Die Richtung
beibehalten
Diesesmal: Osadarion Osagie
Aufgezeichnet von Anna Maria Steiner
Foto: Thomas Raggam
Megaphon 2/2019
Wow, das also ist Österreich …“ Das waren meine ersten Gedanken, als ich hierhergekommen bin. Ich heiße Osadarion Osagie, was so viel bedeutet wie „Ich wurde in diese Welt geschickt.“
Und jetzt bin ich tatsächlich hier, in Österreich, und erlebe meinen allerersten Winter, klirrend kalt. Das Wetter in meiner Heimatstadt Benin-Stadt hingegen ist mild – nicht zu kalt und nicht zu warm.
Oft kommen auch Österreicherinnen und Österreicher nach Nigeria, um Urlaub dort zu machen. In Graz bin ich erst seit vergangenem Jahr. Was ich an Österreich besonders mag: die Ordnung und Disziplin in diesem Land. Für einige mag das vielleicht eigenartig klingen, aber ich bin felsenfest der Meinung: Ordnung ist wichtig. Sie erst gibt den Rahmen vor für alles andere. In Österreich gehen die Dinge geordnet vor sich. Du musst keine Angst haben, dass dir Unrecht widerfährt, hier werden die Menschenrechte eingehalten, und du wirst respektiert als Mensch.

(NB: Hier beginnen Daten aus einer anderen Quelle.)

//! Statistics kernels applied per group or per lane.
//!
//! Conventions are pinned to the usual ones for climate rankings: ranks
//! average over ties, percentiles interpolate linearly between order
//! statistics, and NaN means missing. Missing values are skipped by the
//! reductions and keep a NaN rank.

use num_traits::Float;

/// Rank each value within the slice, ties receiving the average of the
/// ranks they span. Ranks are 1-based. NaN values are left out of the
/// ranking and stay NaN.
///
pub fn rankdata<F>(values: &[F]) -> Vec<F>
where
    F: Float,
{
    let mut order: Vec<usize> = (0..values.len())
        .filter(|&i| !values[i].is_nan())
        .collect();
    order.sort_by(|&a, &b| values[a].partial_cmp(&values[b]).unwrap());

    let mut ranks = vec![F::nan(); values.len()];
    let mut start = 0;
    while start < order.len() {
        let mut stop = start;
        while stop < order.len() - 1 && values[order[stop]] == values[order[stop + 1]] {
            stop += 1;
        }

        // Average of ranks start+1..=stop+1
        let rank = F::from(start + stop + 2).unwrap() / F::from(2).unwrap();
        for i in start..=stop {
            ranks[order[i]] = rank;
        }
        start = stop + 1;
    }

    ranks
}

/// The `q`-th percentile (`q` in 0..=100) of the non-NaN values, with
/// linear interpolation between order statistics. NaN when no values
/// remain.
///
pub fn percentile<F>(values: impl IntoIterator<Item = F>, q: F) -> F
where
    F: Float,
{
    let mut sorted: Vec<F> = values.into_iter().filter(|v| !v.is_nan()).collect();
    if sorted.is_empty() {
        return F::nan();
    }
    sorted.sort_by(|a, b| a.partial_cmp(b).unwrap());

    let h = F::from(sorted.len() - 1).unwrap() * q / F::from(100).unwrap();
    let lo = h.floor().to_usize().unwrap();
    let hi = (lo + 1).min(sorted.len() - 1);

    sorted[lo] + (h - h.floor()) * (sorted[hi] - sorted[lo])
}

pub fn nanmin<F>(values: impl IntoIterator<Item = F>) -> F
where
    F: Float,
{
    values
        .into_iter()
        .filter(|v| !v.is_nan())
        .fold(F::nan(), |acc, v| if v < acc || acc.is_nan() { v } else { acc })
}

pub fn nanmax<F>(values: impl IntoIterator<Item = F>) -> F
where
    F: Float,
{
    values
        .into_iter()
        .filter(|v| !v.is_nan())
        .fold(F::nan(), |acc, v| if v > acc || acc.is_nan() { v } else { acc })
}

/// Sum of the non-NaN values. An all-NaN lane sums to zero, not NaN.
///
pub fn nansum<F>(values: impl IntoIterator<Item = F>) -> F
where
    F: Float,
{
    values
        .into_iter()
        .filter(|v| !v.is_nan())
        .fold(F::zero(), |acc, v| acc + v)
}

pub fn nanmean<F>(values: impl IntoIterator<Item = F>) -> F
where
    F: Float,
{
    let mut sum = F::zero();
    let mut count = 0;
    for v in values {
        if !v.is_nan() {
            sum = sum + v;
            count += 1;
        }
    }
    if count == 0 {
        return F::nan();
    }

    sum / F::from(count).unwrap()
}

/// A reduction applied to the values sharing a group key.
///
#[derive(Clone, Copy, Debug)]
pub(crate) enum Reduction {
    Min,
    Max,
    Mean,
    Sum,
    Percentile(f64),
}

impl Reduction {
    pub(crate) fn reduce(&self, values: impl IntoIterator<Item = f64>) -> f64 {
        match self {
            Self::Min => nanmin(values),
            Self::Max => nanmax(values),
            Self::Mean => nanmean(values),
            Self::Sum => nansum(values),
            Self::Percentile(q) => percentile(values, *q),
        }
    }
}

Als Megaphon-Verkäufer arbeite ich seit vorigem April. Meist bin ich dabei in Raaba anzutreffen. Das Wichtigste an einem ganz normalen Arbeitstag ist für mich Freundlichkeit – ich bemühe mich, stets freundlich zu den Menschen zu sein. Die Reaktionen auf mich als Verkäufer sind unterschiedlich, aber viele, die vorübergehen, sind gut und freundlich und geben mir das Gefühl, akzeptiert
zu sein. Nicht alle, denen ich begegne, kaufen eine Zeitschrift bei mir, aber darum alleine geht es nicht. Wichtig sind Beziehungen im Leben und die Menschen, die man trifft. „Wie geht es Ihnen?“, begrüße ich jeden, der vorübergeht „Wenn nicht heute, dann vielleicht im nächsten Monat“, antworte ich, wenn jemand keine Zeitung kauft. Selbst wenn jemand nicht freundlich zur mir ist, bin ich höflich.
Lächeln, grüßen, freundlich sein: Das ist Teil meiner Arbeit und gehört zu meinem Job. So wie die Megaphon-Karte, die ich immer bei mir trage. Sie bedeutet viel für mich. Es vergeht kein Tag, an dem ich sie nicht bei mir habe. Morgens stehe ich auf, dusche mich, ziehe mich an und hänge sie mir gleich um. Mein Ausweis gibt mir das Gefühl, wie alle anderen Menschen zu sein, denen ich tagtäglich begegne, er gibt mir das Gefühl, dazuzugehören.
Die Megaphon-Karte ist ein wichtiger Ausweis für mich, sie ist Teil meiner Identität. Sie bedeutet, dass ich arbeite und dass mein Tag strukturiert ist. Wenn ich morgens aufwache, muss ich nicht erst überlegen, wo und wann ich Geld verdienen kann, wie ich zu einer Arbeit komme – diese Karte bedeutet, dass ich die Zeitung verkaufen darf, dass mein Tag Struktur hat. Und das hält mich davon ab, auf schlimme Gedanken zu kommen oder auf dumme Ideen.
Arbeit gibt dir eine Richtung und das Gefühl, gebraucht zu werden. Ich liebe meine Arbeit als Megaphon-Verkäufer. Wer immer diese Straßenzeitschrift ins Leben gerufen hat: Bei ihm oder ihr möchte ich mich aufrichtig bedanken. Das Megaphon verbindet Menschen miteinander. Das ist das Wichtigste im Leben, und überhaupt: Das Leben, das ist immer gut, und ich danke Gott dafür. Ich kann nicht behaupten, dass das Leben schlecht ist, nur weil ich kein oder nur sehr wenig Geld habe. Je mehr du dir einredest, dass alles schwer ist, umso mehr glaubst du das im Endeffekt auch. Nein, das Leben ist immer gut. Solange ich einschlafen und aufwachen kann in einer Stadt wie Graz, so lange ist das Leben gut.